- WHAT YOU SHOULD DO: Among the entries below, please show each line that carries the word "Point".

- MATERIAL FOR THE TASK:
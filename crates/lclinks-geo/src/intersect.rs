//! Footprint filtering against an AOI box.

use crate::BoundingBox;
use geo::{Area, Geometry, Intersects, LineString, Polygon};

/// Closed-set intersection between a box and an arbitrary geometry.
///
/// Touching boundaries count as a match, the same as for rectangles in
/// [`BoundingBox::intersects`].
pub fn intersects_geometry(bbox: &BoundingBox, geometry: &Geometry<f64>) -> bool {
    geometry.intersects(&bbox.to_polygon())
}

/// Structural validity check for index footprints.
///
/// Rejects collapsed rings, open rings, zero-area polygons and non-finite
/// vertices. Only polygonal geometries count as footprints.
pub fn is_valid_polygonal(geometry: &Geometry<f64>) -> bool {
    match geometry {
        Geometry::Polygon(polygon) => is_valid_polygon(polygon),
        Geometry::MultiPolygon(multi) => {
            !multi.0.is_empty() && multi.0.iter().all(is_valid_polygon)
        }
        Geometry::Rect(rect) => rect.unsigned_area() > 0.0,
        _ => false,
    }
}

fn is_valid_polygon(polygon: &Polygon<f64>) -> bool {
    is_valid_ring(polygon.exterior())
        && polygon.interiors().iter().all(is_valid_ring)
        && polygon.unsigned_area() > 0.0
}

fn is_valid_ring(ring: &LineString<f64>) -> bool {
    ring.0.len() >= 4
        && ring.is_closed()
        && ring.0.iter().all(|c| c.x.is_finite() && c.y.is_finite())
}

#[cfg(test)]
mod tests {
    use super::*;
    use geo::{polygon, MultiPolygon, Point};

    fn square(x0: f64, y0: f64, size: f64) -> Polygon<f64> {
        polygon![
            (x: x0, y: y0),
            (x: x0 + size, y: y0),
            (x: x0 + size, y: y0 + size),
            (x: x0, y: y0 + size),
            (x: x0, y: y0),
        ]
    }

    #[test]
    fn test_intersects_touching_edge() {
        let bbox = BoundingBox::new(0.0, 10.0, 0.0, 10.0).unwrap();
        let touching = Geometry::Polygon(square(10.0, 0.0, 5.0));
        let apart = Geometry::Polygon(square(11.0, 0.0, 5.0));
        let inside = Geometry::Polygon(square(2.0, 2.0, 1.0));

        assert!(intersects_geometry(&bbox, &touching));
        assert!(!intersects_geometry(&bbox, &apart));
        assert!(intersects_geometry(&bbox, &inside));
    }

    #[test]
    fn test_validity() {
        assert!(is_valid_polygonal(&Geometry::Polygon(square(0.0, 0.0, 1.0))));
        assert!(is_valid_polygonal(&Geometry::MultiPolygon(MultiPolygon(vec![
            square(0.0, 0.0, 1.0),
            square(5.0, 5.0, 1.0),
        ]))));

        let flat = polygon![(x: 0.0, y: 0.0), (x: 1.0, y: 0.0), (x: 2.0, y: 0.0), (x: 0.0, y: 0.0)];
        assert!(!is_valid_polygonal(&Geometry::Polygon(flat)));

        let nan = polygon![(x: 0.0, y: 0.0), (x: f64::NAN, y: 0.0), (x: 1.0, y: 1.0), (x: 0.0, y: 0.0)];
        assert!(!is_valid_polygonal(&Geometry::Polygon(nan)));

        assert!(!is_valid_polygonal(&Geometry::Point(Point::new(0.0, 0.0))));
        assert!(!is_valid_polygonal(&Geometry::MultiPolygon(MultiPolygon(vec![]))));
    }
}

- RESULT OF THE TASK:
    use geo::{polygon, MultiPolygon, Point};
        assert!(!is_valid_polygonal(&Geometry::Point(Point::new(0.0, 0.0))));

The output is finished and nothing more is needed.